I have written a C# windows service to monitor and process OPCUA tag data from an Ignition server. (Must be C# for various reasons out of my control, not my first time writing a windows service). I used the examples from the OPC foundation to write my code. However being a 24/7 application it is very unforgiving. Sometimes tags will change on the server and the topic change events will just stop in my application. No clue why.
My application must be very robust and OPCUA is mostly a big complicated mystery to me right now. I need to know more.
Specific things I would like to learn more about, but have not found anything very helpful yet:
How do you know for sure when the OPCUA connection is broken and it is time to disconnect and reconnect ? Best I can come up with is using a heartbeat tag subscription but surly the OPCUA has a better solution. Using some of the properties and events that seem like they should provide this information are very inconsistent.
How do you automate the testing of a OPCUA connection state ? How can I introduce network connection loss, busy networks, etc. so tests can be run before each software release to verify recovery is working ? ( I know… big topic)
Am I better off purchasing a 3rd party toolkit ? Know any good ones ?
Are there any good books that explain OPCUA (OPCUA for dummies ??:))
In theory, you don’t have to, because there are mechanisms within the protocol that prevent this. Subscriptions indicate they are still alive in the absence of data changes by sending back periodic empty keep alive PublishResponses instead of PublishResponses containing data.

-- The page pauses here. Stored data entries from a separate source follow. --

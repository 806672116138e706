//! Cached page retrieval.
//!
//! `ContentFetcher` turns a URL into a `PageContent`:
//! 1. Cache hit → return the stored page, no network call.
//! 2. Otherwise GET the page through a `PageSource`, extract readable text,
//!    store it, return it.
//!
//! Failures are never cached. `fetch_many` processes URLs in fixed-size
//! batches: each batch runs concurrently and completes before the next one
//! starts, and output order always matches input order.

use std::collections::{HashMap, VecDeque};
use std::sync::{Arc, Mutex};
use std::time::Duration;

use async_trait::async_trait;
use chrono::{DateTime, Utc};
use futures::future::join_all;
use reqwest::Client as HttpClient;
use serde::{Deserialize, Serialize};

use super::errors::FetchError;
use super::extract::extract_page;

// ─── Constants ───────────────────────────────────────────────────────────────

/// Browser-like User-Agent; some sites serve bots an empty shell.
pub const USER_AGENT: &str = "Mozilla/5.0 (Windows NT 10.0; Win64; x64) AppleWebKit/537.36 \
    (KHTML, like Gecko) Chrome/131.0.0.0 Safari/537.36";

/// Per-page request timeout.
pub const FETCH_TIMEOUT: Duration = Duration::from_secs(10);

/// Response bytes read per page; the rest of the body is discarded.
pub const MAX_BODY_BYTES: usize = 2 * 1024 * 1024;

/// Default batch size for `fetch_many`.
pub const DEFAULT_MAX_CONCURRENT: usize = 3;

/// Default number of pages kept in the cache.
pub const DEFAULT_CACHE_MAX_ENTRIES: usize = 1000;

// ─── Types ───────────────────────────────────────────────────────────────────

/// Extracted content of one page.
#[derive(Debug, Clone, PartialEq, Serialize, Deserialize)]
pub struct PageContent {
    pub url: String,
    pub title: String,
    pub description: String,
    pub content: String,
    pub fetched_at: DateTime<Utc>,
}

/// Result for one URL in a `fetch_many` batch.
///
/// Serialized untagged: a page object, or `{url, error}` on failure.
#[derive(Debug, Clone, PartialEq, Serialize, Deserialize)]
#[serde(untagged)]
pub enum FetchOutcome {
    Page(PageContent),
    Failed { url: String, error: String },
}

impl FetchOutcome {
    pub fn url(&self) -> &str {
        match self {
            FetchOutcome::Page(page) => &page.url,
            FetchOutcome::Failed { url, .. } => url,
        }
    }

    pub fn is_page(&self) -> bool {
        matches!(self, FetchOutcome::Page(_))
    }
}

// ─── PageSource ──────────────────────────────────────────────────────────────

/// Where raw HTML comes from.
#[async_trait]
pub trait PageSource: Send + Sync {
    /// Return the response body for `url`.
    async fn get(&self, url: &str) -> Result<String, FetchError>;
}

/// `PageSource` backed by a real HTTP client.
pub struct HttpPageSource {
    http: HttpClient,
    timeout: Duration,
    max_body_bytes: usize,
}

impl HttpPageSource {
    pub fn new() -> Result<Self, FetchError> {
        Self::with_timeout(FETCH_TIMEOUT)
    }

    pub fn with_timeout(timeout: Duration) -> Result<Self, FetchError> {
        let http = HttpClient::builder()
            .user_agent(USER_AGENT)
            .timeout(timeout)
            .build()
            .map_err(|e| FetchError::Request {
                url: String::new(),
                reason: format!("failed to build HTTP client: {e}"),
            })?;
        Ok(Self {
            http,
            timeout,
            max_body_bytes: MAX_BODY_BYTES,
        })
    }

    /// Cap on response bytes read per page.
    pub fn with_body_limit(mut self, max_body_bytes: usize) -> Self {
        self.max_body_bytes = max_body_bytes;
        self
    }
}

#[async_trait]
impl PageSource for HttpPageSource {
    async fn get(&self, url: &str) -> Result<String, FetchError> {
        let mut resp = self
            .http
            .get(url)
            .header(reqwest::header::ACCEPT, "text/html,application/xhtml+xml")
            .send()
            .await
            .map_err(|e| {
                if e.is_timeout() {
                    FetchError::Timeout {
                        url: url.to_string(),
                        duration_secs: self.timeout.as_secs(),
                    }
                } else {
                    FetchError::Request {
                        url: url.to_string(),
                        reason: e.to_string(),
                    }
                }
            })?;

        let status = resp.status();
        if !status.is_success() {
            return Err(FetchError::HttpStatus {
                url: url.to_string(),
                status: status.as_u16(),
            });
        }

        let mut body = Vec::new();
        while let Some(chunk) = resp.chunk().await.map_err(|e| {
            if e.is_timeout() {
                FetchError::Timeout {
                    url: url.to_string(),
                    duration_secs: self.timeout.as_secs(),
                }
            } else {
                FetchError::Unreadable {
                    url: url.to_string(),
                    reason: e.to_string(),
                }
            }
        })? {
            let room = self.max_body_bytes - body.len();
            if chunk.len() > room {
                body.extend_from_slice(&chunk[..room]);
                tracing::debug!(url = %url, limit = self.max_body_bytes, "page body truncated");
                break;
            }
            body.extend_from_slice(&chunk);
        }

        Ok(String::from_utf8_lossy(&body).into_owned())
    }
}

// ─── PageCache ───────────────────────────────────────────────────────────────

/// URL-keyed page store with insertion-order eviction. No TTL.
struct PageCache {
    entries: HashMap<String, PageContent>,
    order: VecDeque<String>,
    max_entries: usize,
}

impl PageCache {
    fn new(max_entries: usize) -> Self {
        Self {
            entries: HashMap::new(),
            order: VecDeque::new(),
            max_entries: max_entries.max(1),
        }
    }

    fn get(&self, url: &str) -> Option<PageContent> {
        self.entries.get(url).cloned()
    }

    fn insert(&mut self, page: PageContent) {
        let url = page.url.clone();
        if self.entries.insert(url.clone(), page).is_some() {
            // Overwrite in place; keep the original insertion slot.
            return;
        }
        self.order.push_back(url);
        while self.entries.len() > self.max_entries {
            let Some(oldest) = self.order.pop_front() else {
                break;
            };
            self.entries.remove(&oldest);
            tracing::debug!(url = %oldest, "evicted cached page");
        }
    }

    fn len(&self) -> usize {
        self.entries.len()
    }
}

// ─── ContentFetcher ──────────────────────────────────────────────────────────

/// Fetches pages through a `PageSource` and caches the extracted content.
pub struct ContentFetcher {
    source: Arc<dyn PageSource>,
    cache: Mutex<PageCache>,
}

impl ContentFetcher {
    pub fn new(source: Arc<dyn PageSource>) -> Self {
        Self::with_cache_limit(source, DEFAULT_CACHE_MAX_ENTRIES)
    }

    pub fn with_cache_limit(source: Arc<dyn PageSource>, max_entries: usize) -> Self {
        Self {
            source,
            cache: Mutex::new(PageCache::new(max_entries)),
        }
    }

    /// Number of pages currently cached.
    pub fn cached_pages(&self) -> usize {
        self.cache.lock().map(|c| c.len()).unwrap_or(0)
    }

    /// Fetch and extract one page, serving repeats from the cache.
    pub async fn fetch_one(&self, url: &str) -> Result<PageContent, FetchError> {
        if let Some(page) = self.cached(url) {
            tracing::debug!(url = %url, "page cache hit");
            return Ok(page);
        }

        let start = std::time::Instant::now();
        let html = match self.source.get(url).await {
            Ok(html) => html,
            Err(e) => {
                tracing::warn!(url = %url, error = %e, "page fetch failed");
                return Err(e);
            }
        };

        let extracted = extract_page(&html);
        let page = PageContent {
            url: url.to_string(),
            title: extracted.title,
            description: extracted.description,
            content: extracted.content,
            fetched_at: Utc::now(),
        };

        tracing::info!(
            url = %url,
            title = %page.title,
            content_chars = page.content.chars().count(),
            elapsed_ms = start.elapsed().as_millis() as u64,
            "page fetched"
        );

        if let Ok(mut cache) = self.cache.lock() {
            cache.insert(page.clone());
        }
        Ok(page)
    }

    /// Fetch several pages in batches of `max_concurrent`.
    ///
    /// Output has the same length and order as `urls`; per-URL failures are
    /// reported inline and never abort the remaining batches.
    pub async fn fetch_many(&self, urls: &[String], max_concurrent: usize) -> Vec<FetchOutcome> {
        let batch_size = max_concurrent.max(1);
        let mut outcomes = Vec::with_capacity(urls.len());

        for batch in urls.chunks(batch_size) {
            let results = join_all(batch.iter().map(|url| self.fetch_one(url))).await;
            for (url, result) in batch.iter().zip(results) {
                outcomes.push(match result {
                    Ok(page) => FetchOutcome::Page(page),
                    Err(e) => FetchOutcome::Failed {
                        url: url.clone(),
                        error: e.to_string(),
                    },
                });
            }
        }

        tracing::info!(
            requested = urls.len(),
            succeeded = outcomes.iter().filter(|o| o.is_page()).count(),
            "batch fetch complete"
        );
        outcomes
    }

    fn cached(&self, url: &str) -> Option<PageContent> {
        self.cache.lock().ok().and_then(|cache| cache.get(url))
    }
}

// ─── Tests ───────────────────────────────────────────────────────────────────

Of course in practice this doesn’t defend against a broken server implementation. There’s not much you can do besides trust that a server is implementing subscriptions correctly.
But for the overall connection state…
I implement my own keep alive mechanism where the server’s State variable is read periodically. If the server ever fails to respond some number of consecutive times I tear the connection down and start over.
Maybe, but the C# code provided by the OPC Foundation is by far the closest of any of their source dumps to actually being a usable and functional SDK. All you’re really missing is the support and documentation you’d get from purchasing a toolkit from somebody. If you do purchase one I’d probably recommend Unified Automation as the vendor.
Don’t know. I learned by reading the specs and implementing OPC UA twice now over the last 10 years. Can’t say I’d recommend this approach, lol.